> EXERCISE DETAILS
Filter the material below so that only lines containing "SocketAddr" remain.

> SUPPLIED RECORDS
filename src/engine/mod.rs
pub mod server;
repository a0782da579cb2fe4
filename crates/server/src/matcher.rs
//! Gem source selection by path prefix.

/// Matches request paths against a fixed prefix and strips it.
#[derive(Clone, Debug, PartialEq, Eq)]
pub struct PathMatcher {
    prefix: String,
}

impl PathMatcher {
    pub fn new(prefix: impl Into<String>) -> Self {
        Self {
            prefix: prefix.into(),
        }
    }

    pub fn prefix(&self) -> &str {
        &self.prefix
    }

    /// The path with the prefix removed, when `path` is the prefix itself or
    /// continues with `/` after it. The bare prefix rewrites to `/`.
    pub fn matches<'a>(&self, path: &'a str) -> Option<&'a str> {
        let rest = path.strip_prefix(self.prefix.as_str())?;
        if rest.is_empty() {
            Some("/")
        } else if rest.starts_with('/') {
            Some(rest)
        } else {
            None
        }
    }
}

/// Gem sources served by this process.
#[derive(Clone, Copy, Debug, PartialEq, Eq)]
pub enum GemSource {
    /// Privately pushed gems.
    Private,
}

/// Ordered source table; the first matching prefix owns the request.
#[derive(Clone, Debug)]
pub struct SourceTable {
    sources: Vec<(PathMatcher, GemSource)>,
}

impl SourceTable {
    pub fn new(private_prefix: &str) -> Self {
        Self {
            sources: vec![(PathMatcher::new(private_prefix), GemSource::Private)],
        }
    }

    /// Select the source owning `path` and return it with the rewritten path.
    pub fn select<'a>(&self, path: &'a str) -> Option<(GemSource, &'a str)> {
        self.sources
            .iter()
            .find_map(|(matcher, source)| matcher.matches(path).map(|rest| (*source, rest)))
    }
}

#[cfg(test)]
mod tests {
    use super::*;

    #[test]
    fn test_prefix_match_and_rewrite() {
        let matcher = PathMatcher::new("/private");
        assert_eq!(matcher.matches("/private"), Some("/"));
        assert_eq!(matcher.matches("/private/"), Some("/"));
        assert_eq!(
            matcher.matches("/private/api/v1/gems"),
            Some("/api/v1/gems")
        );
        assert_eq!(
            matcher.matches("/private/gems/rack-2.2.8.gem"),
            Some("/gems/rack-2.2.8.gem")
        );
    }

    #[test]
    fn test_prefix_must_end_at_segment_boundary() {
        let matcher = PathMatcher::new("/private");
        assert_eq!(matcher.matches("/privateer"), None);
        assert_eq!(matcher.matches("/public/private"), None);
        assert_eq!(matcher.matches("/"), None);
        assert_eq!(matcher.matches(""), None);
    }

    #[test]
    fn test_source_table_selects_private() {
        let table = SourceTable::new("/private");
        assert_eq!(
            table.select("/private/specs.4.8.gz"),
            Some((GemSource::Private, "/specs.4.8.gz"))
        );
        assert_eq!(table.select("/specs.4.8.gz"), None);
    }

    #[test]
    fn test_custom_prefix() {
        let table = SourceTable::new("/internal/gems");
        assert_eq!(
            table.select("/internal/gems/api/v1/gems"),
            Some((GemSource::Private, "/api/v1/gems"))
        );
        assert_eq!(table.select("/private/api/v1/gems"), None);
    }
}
* * *
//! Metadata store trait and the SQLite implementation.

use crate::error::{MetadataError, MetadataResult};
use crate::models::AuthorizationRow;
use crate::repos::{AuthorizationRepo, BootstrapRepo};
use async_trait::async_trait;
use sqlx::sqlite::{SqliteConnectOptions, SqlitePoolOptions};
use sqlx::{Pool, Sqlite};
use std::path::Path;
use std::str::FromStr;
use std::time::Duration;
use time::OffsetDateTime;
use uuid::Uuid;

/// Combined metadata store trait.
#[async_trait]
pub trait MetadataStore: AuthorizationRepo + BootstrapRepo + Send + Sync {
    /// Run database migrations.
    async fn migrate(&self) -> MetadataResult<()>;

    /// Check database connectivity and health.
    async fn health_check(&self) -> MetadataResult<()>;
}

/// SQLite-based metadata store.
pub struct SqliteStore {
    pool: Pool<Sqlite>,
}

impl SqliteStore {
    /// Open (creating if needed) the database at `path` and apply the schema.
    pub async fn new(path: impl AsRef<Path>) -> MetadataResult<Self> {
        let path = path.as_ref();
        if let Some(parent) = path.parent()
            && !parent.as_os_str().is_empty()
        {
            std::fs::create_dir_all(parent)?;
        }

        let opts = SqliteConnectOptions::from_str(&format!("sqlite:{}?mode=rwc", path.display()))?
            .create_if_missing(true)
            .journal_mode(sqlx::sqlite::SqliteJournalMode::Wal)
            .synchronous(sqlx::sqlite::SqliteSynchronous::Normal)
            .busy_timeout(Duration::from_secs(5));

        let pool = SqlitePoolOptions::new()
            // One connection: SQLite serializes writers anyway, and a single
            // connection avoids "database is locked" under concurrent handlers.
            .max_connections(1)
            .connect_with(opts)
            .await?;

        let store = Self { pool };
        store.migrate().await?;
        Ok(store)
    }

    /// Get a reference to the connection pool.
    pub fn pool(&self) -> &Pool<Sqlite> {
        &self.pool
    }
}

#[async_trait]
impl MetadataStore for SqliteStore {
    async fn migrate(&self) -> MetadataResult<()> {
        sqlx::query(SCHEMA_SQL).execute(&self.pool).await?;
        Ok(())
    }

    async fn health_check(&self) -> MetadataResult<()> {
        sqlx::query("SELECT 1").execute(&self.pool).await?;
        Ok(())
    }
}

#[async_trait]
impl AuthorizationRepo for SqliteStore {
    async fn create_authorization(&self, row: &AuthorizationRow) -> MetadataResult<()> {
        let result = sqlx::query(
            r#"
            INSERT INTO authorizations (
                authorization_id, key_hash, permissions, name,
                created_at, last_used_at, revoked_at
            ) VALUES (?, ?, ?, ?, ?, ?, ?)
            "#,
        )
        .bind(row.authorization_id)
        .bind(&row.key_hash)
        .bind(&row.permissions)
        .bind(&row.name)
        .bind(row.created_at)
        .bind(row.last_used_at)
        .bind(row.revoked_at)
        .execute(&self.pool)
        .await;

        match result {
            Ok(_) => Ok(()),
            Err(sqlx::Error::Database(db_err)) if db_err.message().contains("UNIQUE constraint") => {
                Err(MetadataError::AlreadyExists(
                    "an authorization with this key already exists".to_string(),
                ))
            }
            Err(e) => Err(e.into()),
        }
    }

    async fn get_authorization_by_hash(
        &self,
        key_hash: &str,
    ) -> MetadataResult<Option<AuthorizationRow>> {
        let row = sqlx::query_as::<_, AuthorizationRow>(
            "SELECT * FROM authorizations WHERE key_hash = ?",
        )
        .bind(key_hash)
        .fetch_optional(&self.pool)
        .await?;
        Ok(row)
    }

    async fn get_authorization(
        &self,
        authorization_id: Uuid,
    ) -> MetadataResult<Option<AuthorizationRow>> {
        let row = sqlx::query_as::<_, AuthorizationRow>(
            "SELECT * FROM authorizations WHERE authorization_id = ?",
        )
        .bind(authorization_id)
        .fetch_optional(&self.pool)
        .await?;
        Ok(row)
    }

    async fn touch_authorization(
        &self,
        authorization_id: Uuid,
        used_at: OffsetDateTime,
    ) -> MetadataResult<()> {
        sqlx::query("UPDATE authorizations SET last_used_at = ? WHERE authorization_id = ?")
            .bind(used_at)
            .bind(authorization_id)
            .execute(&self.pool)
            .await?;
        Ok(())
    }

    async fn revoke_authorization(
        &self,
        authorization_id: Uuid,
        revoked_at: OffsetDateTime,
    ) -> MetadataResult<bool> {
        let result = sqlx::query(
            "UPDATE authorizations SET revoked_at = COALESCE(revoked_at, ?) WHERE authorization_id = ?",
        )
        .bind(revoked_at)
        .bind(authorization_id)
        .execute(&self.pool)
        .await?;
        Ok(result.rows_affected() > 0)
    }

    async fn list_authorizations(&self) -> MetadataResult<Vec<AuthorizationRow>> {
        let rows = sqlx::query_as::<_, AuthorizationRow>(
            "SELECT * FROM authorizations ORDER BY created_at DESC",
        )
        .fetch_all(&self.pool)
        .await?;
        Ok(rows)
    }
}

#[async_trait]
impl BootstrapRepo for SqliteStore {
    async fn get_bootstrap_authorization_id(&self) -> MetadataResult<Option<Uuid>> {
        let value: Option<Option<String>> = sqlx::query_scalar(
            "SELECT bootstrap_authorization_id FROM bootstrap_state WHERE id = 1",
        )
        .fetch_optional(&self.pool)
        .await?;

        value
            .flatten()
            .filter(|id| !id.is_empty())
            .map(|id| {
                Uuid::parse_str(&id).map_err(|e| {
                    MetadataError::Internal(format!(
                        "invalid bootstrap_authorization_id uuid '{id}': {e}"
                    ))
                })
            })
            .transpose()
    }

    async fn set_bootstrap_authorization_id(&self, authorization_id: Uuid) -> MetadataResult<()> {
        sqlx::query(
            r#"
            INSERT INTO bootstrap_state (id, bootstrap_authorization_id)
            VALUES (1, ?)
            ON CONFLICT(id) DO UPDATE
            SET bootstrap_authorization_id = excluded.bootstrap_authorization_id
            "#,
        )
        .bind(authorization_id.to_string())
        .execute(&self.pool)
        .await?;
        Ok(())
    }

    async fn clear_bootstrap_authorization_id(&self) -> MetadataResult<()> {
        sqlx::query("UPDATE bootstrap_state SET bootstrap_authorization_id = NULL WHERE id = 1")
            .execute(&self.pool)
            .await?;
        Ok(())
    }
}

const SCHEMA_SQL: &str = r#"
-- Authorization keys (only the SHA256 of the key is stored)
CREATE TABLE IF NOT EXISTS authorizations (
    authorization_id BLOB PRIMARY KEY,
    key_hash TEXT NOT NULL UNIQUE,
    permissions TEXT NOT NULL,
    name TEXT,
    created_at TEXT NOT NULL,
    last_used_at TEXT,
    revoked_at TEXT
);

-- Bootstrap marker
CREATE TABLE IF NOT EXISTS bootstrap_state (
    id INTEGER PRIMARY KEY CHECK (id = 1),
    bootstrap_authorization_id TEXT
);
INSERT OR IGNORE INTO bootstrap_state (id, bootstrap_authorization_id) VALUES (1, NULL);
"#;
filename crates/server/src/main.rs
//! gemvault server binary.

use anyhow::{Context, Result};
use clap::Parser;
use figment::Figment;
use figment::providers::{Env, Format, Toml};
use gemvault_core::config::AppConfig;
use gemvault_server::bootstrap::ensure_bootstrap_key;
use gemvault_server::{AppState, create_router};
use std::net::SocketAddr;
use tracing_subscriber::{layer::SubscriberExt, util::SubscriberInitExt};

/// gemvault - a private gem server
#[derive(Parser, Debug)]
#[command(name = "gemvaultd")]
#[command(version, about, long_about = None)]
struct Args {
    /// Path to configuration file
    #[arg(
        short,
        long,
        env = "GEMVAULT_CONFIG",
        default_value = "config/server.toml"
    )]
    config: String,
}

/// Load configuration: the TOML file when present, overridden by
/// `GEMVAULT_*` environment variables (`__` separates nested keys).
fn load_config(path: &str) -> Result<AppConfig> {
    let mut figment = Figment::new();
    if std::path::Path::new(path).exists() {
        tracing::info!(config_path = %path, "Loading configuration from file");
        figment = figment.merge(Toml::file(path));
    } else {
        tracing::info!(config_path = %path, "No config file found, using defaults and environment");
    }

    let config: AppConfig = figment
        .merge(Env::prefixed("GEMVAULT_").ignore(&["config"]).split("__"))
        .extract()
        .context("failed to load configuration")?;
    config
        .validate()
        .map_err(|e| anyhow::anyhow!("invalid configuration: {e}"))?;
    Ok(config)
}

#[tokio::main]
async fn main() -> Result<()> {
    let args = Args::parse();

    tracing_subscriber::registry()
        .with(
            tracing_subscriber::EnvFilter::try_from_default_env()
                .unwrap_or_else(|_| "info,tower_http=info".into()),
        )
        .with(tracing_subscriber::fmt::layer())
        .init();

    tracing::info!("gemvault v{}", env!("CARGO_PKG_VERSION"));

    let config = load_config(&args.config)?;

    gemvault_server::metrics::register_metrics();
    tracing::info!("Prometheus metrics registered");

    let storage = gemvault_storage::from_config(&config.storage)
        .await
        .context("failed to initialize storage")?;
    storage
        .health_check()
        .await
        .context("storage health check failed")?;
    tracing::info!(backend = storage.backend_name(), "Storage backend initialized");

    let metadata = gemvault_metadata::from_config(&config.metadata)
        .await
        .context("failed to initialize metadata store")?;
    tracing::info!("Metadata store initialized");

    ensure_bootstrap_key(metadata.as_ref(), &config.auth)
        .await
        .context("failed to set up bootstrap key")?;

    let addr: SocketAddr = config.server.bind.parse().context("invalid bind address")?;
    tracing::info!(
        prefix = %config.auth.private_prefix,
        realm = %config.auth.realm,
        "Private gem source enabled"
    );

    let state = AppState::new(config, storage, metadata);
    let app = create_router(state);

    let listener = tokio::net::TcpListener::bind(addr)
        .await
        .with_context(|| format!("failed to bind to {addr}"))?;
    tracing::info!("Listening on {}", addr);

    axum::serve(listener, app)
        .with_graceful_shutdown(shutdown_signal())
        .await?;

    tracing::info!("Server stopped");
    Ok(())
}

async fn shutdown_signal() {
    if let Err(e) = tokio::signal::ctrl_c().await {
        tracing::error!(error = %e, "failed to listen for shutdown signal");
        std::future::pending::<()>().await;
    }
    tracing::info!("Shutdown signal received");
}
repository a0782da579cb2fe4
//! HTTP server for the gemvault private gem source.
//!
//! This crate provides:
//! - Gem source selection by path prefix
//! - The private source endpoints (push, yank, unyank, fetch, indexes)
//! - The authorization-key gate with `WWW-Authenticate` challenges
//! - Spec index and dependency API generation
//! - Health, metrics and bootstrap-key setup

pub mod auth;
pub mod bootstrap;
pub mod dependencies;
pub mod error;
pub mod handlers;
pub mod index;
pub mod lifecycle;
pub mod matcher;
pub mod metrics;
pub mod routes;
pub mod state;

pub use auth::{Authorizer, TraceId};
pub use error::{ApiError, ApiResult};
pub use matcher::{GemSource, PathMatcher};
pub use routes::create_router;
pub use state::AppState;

> RESULT OF THIS EXERCISE
use std::net::SocketAddr;
    let addr: SocketAddr = config.server.bind.parse().context("invalid bind address")?;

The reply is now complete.